Questa brama di essere riconosciuti e di toccare il nostro valore risponde in realtà, benché in un modo grossolano, a una verità profonda. Noi valiamo davvero molto; tanto, che Dio ha voluto dare la sua vita per ciascuno di noi. Eppure accade che con grande facilità ci mettiamo a esigere, sia pure con modalità sottili, l’amore e il riconoscimento che possiamo solo accogliere. Forse per questo il Signore volle dare nel sermone della montagna questa indicazione: «Guardatevi dal praticare le vostre buone opere davanti agli uomini per essere da loro ammirati, altrimenti non avrete ricompensa presso il Padre vostro che è nei cieli» (Mt 6, 1).

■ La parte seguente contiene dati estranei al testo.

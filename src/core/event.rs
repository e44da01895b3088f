//! Event structure

use super::error::{LoggerError, Result};
use super::field_value::{Extra, FieldValue};
use super::severity::Severity;
use chrono::{DateTime, Utc};
use std::panic::Location;

/// Source location of the code that invoked the logger
#[derive(Debug, Clone, PartialEq, Eq)]
pub struct CallSite {
    pub file: String,
    pub line: u32,
    pub column: u32,
}

impl From<&Location<'_>> for CallSite {
    fn from(location: &Location<'_>) -> Self {
        Self {
            file: location.file().to_string(),
            line: location.line(),
            column: location.column(),
        }
    }
}

/// The record flowing through processors and writers
#[derive(Debug, Clone, PartialEq)]
pub struct Event {
    pub timestamp: DateTime<Utc>,
    pub priority: i64,
    pub priority_name: String,
    pub message: String,
    pub extra: Extra,
    pub call_site: Option<CallSite>,
}

impl Event {
    /// Build an event for a known severity
    pub fn new(severity: Severity, message: impl Into<String>) -> Self {
        Self {
            timestamp: Utc::now(),
            priority: severity.code(),
            priority_name: severity.to_str().to_string(),
            message: message.into(),
            extra: Extra::new(),
            call_site: None,
        }
    }

    /// Validate raw log-call arguments and build the event.
    ///
    /// Rejects priorities outside 0..=7, messages without a string
    /// conversion and `extra` values that are not mappings.
    pub fn from_parts(priority: i64, message: FieldValue, extra: FieldValue) -> Result<Self> {
        let severity = Severity::from_code(priority).ok_or_else(|| {
            LoggerError::invalid_argument(format!(
                "priority must be an integer >= 0 and < {}; received {}",
                Severity::ALL.len(),
                priority
            ))
        })?;

        let message = message_to_string(message)?;
        let extra = extra_to_map(extra)?;

        Ok(Self::new(severity, message).with_extra(extra))
    }

    #[must_use]
    pub fn with_extra(mut self, extra: Extra) -> Self {
        self.extra = extra;
        self
    }

    #[must_use]
    pub fn with_call_site(mut self, call_site: CallSite) -> Self {
        self.call_site = Some(call_site);
        self
    }

    /// Test/filter helper: an event with an arbitrary priority code
    #[must_use]
    pub fn with_priority(mut self, priority: i64) -> Self {
        self.priority = priority;
        self
    }

    /// The severity level, if the priority code is in range
    pub fn severity(&self) -> Option<Severity> {
        Severity::from_code(self.priority)
    }
}

fn message_to_string(message: FieldValue) -> Result<String> {
    match message {
        FieldValue::String(s) => Ok(s),
        FieldValue::List(_) | FieldValue::Map(_) => Ok(message.export()),
        FieldValue::DateTime(dt) => Ok(dt.to_rfc3339()),
        FieldValue::Resource(kind) => Ok(format!("resource({})", kind)),
        FieldValue::Object { display: None, .. } => Err(LoggerError::invalid_argument(
            "message must have a string conversion",
        )),
        other => Ok(other.to_scalar_string().unwrap_or_default()),
    }
}

fn extra_to_map(extra: FieldValue) -> Result<Extra> {
    match extra {
        FieldValue::Null => Ok(Extra::new()),
        FieldValue::Map(map) => Ok(map),
        FieldValue::List(items) => Ok(items
            .into_iter()
            .enumerate()
            .map(|(idx, value)| (idx.to_string(), value))
            .collect()),
        other => Err(LoggerError::invalid_argument(format!(
            "extra must be a mapping or a list; received {}",
            other.type_label()
        ))),
    }
}

#[cfg(test)]
mod tests {
    use super::*;
    use serde::Serialize;

    #[derive(Serialize)]
    struct Opaque {
        secret: u8,
    }

    #[test]
    fn test_from_parts_sets_priority_name() {
        for severity in Severity::ALL {
            let event = Event::from_parts(severity.code(), "m".into(), FieldValue::Null)
                .expect("valid event");
            assert_eq!(event.priority, severity.code());
            assert_eq!(event.priority_name, severity.to_str());
            assert!(event.extra.is_empty());
        }
    }

    #[test]
    fn test_out_of_range_priority_is_rejected() {
        for priority in [-1, 8, 244] {
            let err = Event::from_parts(priority, "m".into(), FieldValue::Null).unwrap_err();
            assert!(err.is_invalid_argument());
            assert!(err.to_string().contains(">= 0 and < 8"));
        }
    }

    #[test]
    fn test_collection_message_uses_export_rendering() {
        let event = Event::from_parts(6, vec!["test"].into(), FieldValue::Null).unwrap();
        assert_eq!(event.message, "array (\n  0 => 'test',\n)");
    }

    #[test]
    fn test_object_message_requires_string_conversion() {
        let err = Event::from_parts(6, FieldValue::object(&Opaque { secret: 1 }), FieldValue::Null)
            .unwrap_err();
        assert!(err.is_invalid_argument());
    }

    #[test]
    fn test_extra_must_be_a_mapping() {
        let err = Event::from_parts(6, "m".into(), FieldValue::Int(3)).unwrap_err();
        assert!(err.is_invalid_argument());

        let event = Event::from_parts(6, "m".into(), vec!["a", "b"].into()).unwrap();
        assert_eq!(event.extra.keys().collect::<Vec<_>>(), vec!["0", "1"]);
    }
}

E ancora più esplicitamente: «non sappia la tua sinistra ciò che fa la tua destra» (Mt 6, 3).

Questo rischio di esigere l’Amore anziché accoglierlo andrà perdendo forza in noi se ci comportiamo con la convinzione che Dio contempla la nostra vita con un affetto tutto particolare – perché l’affetto sta nei particolari –. «Se vuoi avere degli spettatori per le cose che fai, li hai già: gli angeli, gli arcangeli e finanche lo stesso Dio dell’universo». Si sente allora nell’anima l’autostima di chi sa di essere sempre in compagnia e così non ha bisogno di stimoli esterni particolari per confidare nell’efficacia della sua orazione e della sua vita; e questo tanto se si è noti a molti quanto se siamo sconosciuti all’immensa maggioranza. Ci basterà tenere presente lo sguardo di Dio e sentire dirette a ciascuno di noi le parole di Gesù: «e il Padre tuo, che vede nel segreto, ti ricompenserà» (Mt 6, 4).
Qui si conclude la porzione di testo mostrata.